[Items from a data source]
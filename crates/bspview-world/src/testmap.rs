// testmap.rs — synthetic maps shared by the tests

use bspview_common::bspfile::{
    Contents, DDispInfo, DDispVert, DEdge, DFace, DLeaf, DModel, DNode, DPlane, DispTriTags,
    PLANE_X, PLANE_Z,
};
use bspview_common::bspwrite::BspWriter;
use bspview_common::mathlib::Vec3;

pub(crate) const FLOOR_PLANE: DPlane = DPlane {
    normal: [0.0, 0.0, 1.0],
    dist: 0.0,
    plane_type: PLANE_Z,
};

pub(crate) const SPLIT_PLANE: DPlane = DPlane {
    normal: [1.0, 0.0, 0.0],
    dist: 0.0,
    plane_type: PLANE_X,
};

fn quad_face(firstedge: i32) -> DFace {
    DFace {
        planenum: 0,
        firstedge,
        numedges: 4,
        ..Default::default()
    }
}

fn leaf(cluster: i16, firstleafface: u16, numleaffaces: u16, mins: [i16; 3], maxs: [i16; 3]) -> DLeaf {
    DLeaf {
        contents: if cluster < 0 {
            Contents::SOLID
        } else {
            Contents::empty()
        },
        cluster,
        mins,
        maxs,
        firstleafface,
        numleaffaces,
        leaf_water_data_id: -1,
        ..Default::default()
    }
}

/// One 64x64 floor quad in one cluster, no visibility lump.
pub(crate) fn quad_map() -> BspWriter {
    let mut w = BspWriter::new();
    w.vertices(&[
        [0.0, 0.0, 0.0],
        [64.0, 0.0, 0.0],
        [64.0, 64.0, 0.0],
        [0.0, 64.0, 0.0],
    ])
    .edges(&[
        DEdge { v: [0, 0] },
        DEdge { v: [0, 1] },
        DEdge { v: [2, 1] },
        DEdge { v: [2, 3] },
        DEdge { v: [3, 0] },
    ])
    .surfedges(&[1, -2, 3, 4])
    .planes(&[FLOOR_PLANE])
    .faces(&[quad_face(0)])
    .leafs(&[
        leaf(-1, 0, 0, [0; 3], [0; 3]),
        leaf(0, 0, 1, [0, 0, 0], [64, 64, 64]),
    ])
    .leaf_faces(&[0])
    .models(&[DModel {
        mins: [0.0; 3],
        maxs: [64.0, 64.0, 64.0],
        headnode: 0,
        firstface: 0,
        numfaces: 1,
        ..Default::default()
    }])
    .entities("{\n\"classname\" \"worldspawn\"\n}\n");
    w
}

/// `quad_map` with a displacement of the given power on face 0, lifted
/// `height` units along +z.
pub(crate) fn displacement_map(power: i32, height: f32) -> BspWriter {
    let side = (1usize << power) + 1;
    let mut w = quad_map();
    let mut face = quad_face(0);
    face.dispinfo = 0;
    w.faces(&[face])
        .disp_infos(&[DDispInfo {
            start_position: [0.0, 0.0, 0.0],
            power,
            map_face: 0,
            ..Default::default()
        }])
        .disp_verts(&vec![
            DDispVert {
                vec: [0.0, 0.0, 1.0],
                dist: height,
                alpha: 0.0,
            };
            side * side
        ])
        .disp_tris(&vec![DispTriTags::SURFACE; 2 * (side - 1) * (side - 1)]);
    w
}

/// Two floor quads split at x = 0, each in its own cluster.
///
/// Leaf 1 (cluster 0, x >= 0) holds face 0; leaf 2 (cluster 1, x < 0) holds
/// face 1. Cluster 0 sees only itself; cluster 1 sees both.
pub(crate) fn two_room_map() -> BspWriter {
    let verts: [Vec3; 8] = [
        [0.0, 0.0, 0.0],
        [64.0, 0.0, 0.0],
        [64.0, 64.0, 0.0],
        [0.0, 64.0, 0.0],
        [-64.0, 0.0, 0.0],
        [0.0, 0.0, 0.0],
        [0.0, 64.0, 0.0],
        [-64.0, 64.0, 0.0],
    ];
    let mut w = BspWriter::new();
    w.vertices(&verts)
        .edges(&[
            DEdge { v: [0, 0] },
            DEdge { v: [0, 1] },
            DEdge { v: [1, 2] },
            DEdge { v: [2, 3] },
            DEdge { v: [3, 0] },
            DEdge { v: [4, 5] },
            DEdge { v: [6, 5] },
            DEdge { v: [6, 7] },
            DEdge { v: [7, 4] },
        ])
        .surfedges(&[1, 2, 3, 4, 5, -6, 7, 8])
        .planes(&[FLOOR_PLANE, SPLIT_PLANE])
        .faces(&[quad_face(0), quad_face(4)])
        .nodes(&[DNode {
            planenum: 1,
            children: [-2, -3],
            mins: [-64, 0, 0],
            maxs: [64, 64, 64],
            firstface: 0,
            numfaces: 2,
            area: 0,
        }])
        .leafs(&[
            leaf(-1, 0, 0, [0; 3], [0; 3]),
            leaf(0, 0, 1, [0, 0, 0], [64, 64, 64]),
            leaf(1, 1, 1, [-64, 0, 0], [0, 64, 64]),
        ])
        .leaf_faces(&[0, 1])
        .models(&[DModel {
            mins: [-64.0, 0.0, 0.0],
            maxs: [64.0, 64.0, 64.0],
            headnode: 0,
            firstface: 0,
            numfaces: 2,
            ..Default::default()
        }])
        .visibility(&[
            (vec![0b01], vec![0b01]),
            (vec![0b11], vec![0b11]),
        ])
        .entities(
            r#"{
"classname" "worldspawn"
}
{
"classname" "info_player_start"
"origin" "32 32 16"
}
{
"classname" "light"
"origin" "-32 32 48"
}
{
"classname" "light"
"origin" "32 32 48"
}
"#,
        );
    w
}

Task objective
Count each line above in which the string "classname" appears, then state only the total.

Result of the task
5